Instructions for the task: Your task is to give the number of lines below that contain "Serialize". Give no other text.
*** Opening of Task data ***
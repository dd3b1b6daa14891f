//! Declarative description of a backend graph (§6), as handed to the
//! builder by whatever parses the outer configuration format. The core
//! never reads a config file itself — it only ever sees this tree.

use serde::{Deserialize, Serialize};

use crate::error::{ConfigError, ConfigResult};

fn default_unused_file_age() -> u32 {
    17
}

/// One node in a backend graph description. Parsed from an external
/// configuration source and handed to [`crate::builder::build`] as-is.
#[derive(Debug, Clone, Serialize, Deserialize)]
#[serde(tag = "type")]
pub enum BackendGraph {
    FileSystem {
        path: String,
        #[serde(default)]
        env_path_override: Option<String>,
        #[serde(default)]
        editor_override_setting: Option<String>,
        #[serde(default)]
        read_only: bool,
        #[serde(default)]
        clean: bool,
        #[serde(default)]
        flush: bool,
        #[serde(default)]
        touch: bool,
        #[serde(default)]
        purge_transient: bool,
        #[serde(default)]
        delete_unused: bool,
        #[serde(default = "default_unused_file_age")]
        unused_file_age: u32,
        #[serde(default)]
        folders_to_clean: Option<usize>,
        #[serde(default)]
        max_file_checks_per_sec: Option<u32>,
    },
    Boot {
        filename: String,
        #[serde(default)]
        max_cache_size: Option<u64>,
    },
    Memory {
        #[serde(default)]
        filename: Option<String>,
    },
    Hierarchical {
        inner: Vec<BackendGraph>,
    },
    KeyLength {
        inner: Box<BackendGraph>,
        length: usize,
    },
    AsyncPut {
        inner: Box<BackendGraph>,
    },
    Verify {
        inner: Box<BackendGraph>,
        #[serde(default)]
        fix: bool,
    },
    ReadPak {
        filename: String,
        #[serde(default)]
        compressed: bool,
    },
    WritePak {
        filename: String,
        #[serde(default)]
        compressed: bool,
    },
}

impl BackendGraph {
    /// Parse a graph description from its JSON serialization. The core
    /// does not own a config-file format; this exists for tests and for
    /// the thin CLI that hands the parsed tree to the builder.
    pub fn from_json(data: &str) -> ConfigResult<BackendGraph> {
        serde_json::from_str(data).map_err(ConfigError::from)
    }
}

#[cfg(test)]
mod tests {
    use super::*;

    #[test]
    fn parses_a_nested_graph_description() {
        let json = r#"{
            "type": "Hierarchical",
            "inner": [
                { "type": "Memory" },
                { "type": "FileSystem", "path": "/tmp/ddc", "read_only": false }
            ]
        }"#;
        let graph = BackendGraph::from_json(json).unwrap();
        assert!(matches!(graph, BackendGraph::Hierarchical { inner } if inner.len() == 2));
    }

    #[test]
    fn rejects_malformed_json() {
        assert!(BackendGraph::from_json("{ not json").is_err());
    }
}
*** Close of Task data ***
Answer to the problem: 2